Sir John Suckling aka Boring

Lizzie has decided she's going to not only save our marriage but add zest to it. I can be very, very boring; TV and the computer, baby. It's my life. When The Queen came back from the lake she bought me a couple of gifts. A book detailing instructions on how to play thirty different card games and a cribbage board shaped in the State of Iowa. It's snazzy looking; 14" in length and proportionately sized in width. It has a brown shellac and could easily find a place on my man-cave wall.
I gotta tell ya', though, I'm not much of a card player. In college I was more than proficient at pinochle. I also snuck in a game of hearts and euchre once in awhile but over the years I've forgotten the rules and that, for me, is a huge problem. I cannot read and retain. If someone tells or shows me I'm okay but reading and understanding---ain't gonna happen. So, here we were, out on our deck learning the rules of cribbage. I'd read the rules and Lizzie would translate; fifteen two or something like that. I'd deal six cards and turn one over on the deck(never could figure out what to do with that one so if you know chime in). We had 'dummy' rounds for a half hour, Lizzie thanked me for my patience, and I returned to my TV knowing full well I'd faked the entire card learning process.

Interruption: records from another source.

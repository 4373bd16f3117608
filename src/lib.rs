//! # Flowcanvas: Node-graph Canvas Engine
//!
//! Flowcanvas is the headless core of a visual node-graph editor: a typed
//! port and connection model, a never-failing value conversion engine, a
//! dynamic node model, and a flow-driven asynchronous execution engine.
//!
//! ## Core Concepts
//!
//! - **Values**: Dynamically typed runtime values with a conversion engine
//!   bridging type mismatches on every edge
//! - **Ports**: Typed endpoints on nodes; data ports move values, flow
//!   ports move execution
//! - **Nodes**: Async behaviors with static schemas and property-driven
//!   dynamic ports
//! - **Canvas**: The owning graph container enforcing all structural
//!   invariants
//! - **Engine**: Depth-first, activation-driven execution with cooperative
//!   cancellation
//!
//! ## Quick Start
//!
//! ```
//! use flowcanvas::canvas::Canvas;
//! use flowcanvas::registry::NodeRegistry;
//! use flowcanvas::types::PortRef;
//! use flowcanvas::value::Value;
//! use std::sync::Arc;
//!
//! # tokio::runtime::Runtime::new().unwrap().block_on(async {
//! let registry = Arc::new(NodeRegistry::with_builtins());
//! let mut canvas = Canvas::new(registry);
//!
//! let five = canvas.create_node("constant", 0.0, 0.0)?;
//! let seven = canvas.create_node("constant", 0.0, 120.0)?;
//! let add = canvas.create_node("add", 240.0, 60.0)?;
//! let start = canvas.create_node("start", 0.0, 240.0)?;
//!
//! canvas.set_property(five, "value", Value::Float(5.0))?;
//! canvas.set_property(seven, "value", Value::Float(7.0))?;
//! canvas.connect(PortRef::output(five, "value"), PortRef::input(add, "a"))?;
//! canvas.connect(PortRef::output(seven, "value"), PortRef::input(add, "b"))?;
//! canvas.connect(PortRef::output(start, "run"), PortRef::input(add, "run"))?;
//!
//! canvas.run().await?;
//! let sum = canvas
//!     .node(add)
//!     .and_then(|n| n.output("sum"))
//!     .and_then(|p| p.published());
//! assert_eq!(sum, Some(Value::Float(12.0)));
//! # Ok::<(), Box<dyn std::error::Error>>(())
//! # }).unwrap();
//! ```
//!
//! ## Module Guide
//!
//! - [`value`] - Runtime values, value types, typed extraction
//! - [`convert`] - The conversion engine and its strategy pipeline
//! - [`ports`] - Ports, output slots, and connection entities
//! - [`node`] - Behavior contract, schemas, instances, execution context
//! - [`registry`] - Node type registration and factories
//! - [`canvas`] - The graph container and its structural operations
//! - [`engine`] - Flow-driven execution
//! - [`persist`] - JSON document round-trip and file I/O
//! - [`event_bus`] - Structural and execution event fan-out
//! - [`nodes`] - Built-in node library

pub mod canvas;
pub mod convert;
pub mod engine;
pub mod event_bus;
pub mod node;
pub mod nodes;
pub mod persist;
pub mod ports;
pub mod registry;
pub mod telemetry;
pub mod types;
pub mod value;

As I resumed my prone position on the couch I started thinking: who would invent a game like cribbage? What would even give them the idea? Long story short it comes from England in the late 1500's. It was a game called Noddy, but refined in the early 1600's by a fella named Sir John Suckling. How apropos. To me that's like Thomas Crapper inventing the toilet. Didn't people have better things to do in those days? I do understand Suckling was royalty of sorts and depended on the peasants for his food and wine but inventing a card game? C'mon! There had to be more important things on people's minds. Did Suckling wake up in one morning and say, "Today, I'm going to refine a card game"?. I'd think soap and toothpaste would have been high on his list in those days. My next item of business is to get Lizzie off the cribbage game. I'm going to try Euchre and if that's too difficult I'll shoot for "Go Fish". I play that with my grand kids and I can kick their collective butts without reading a bunch of silly rules.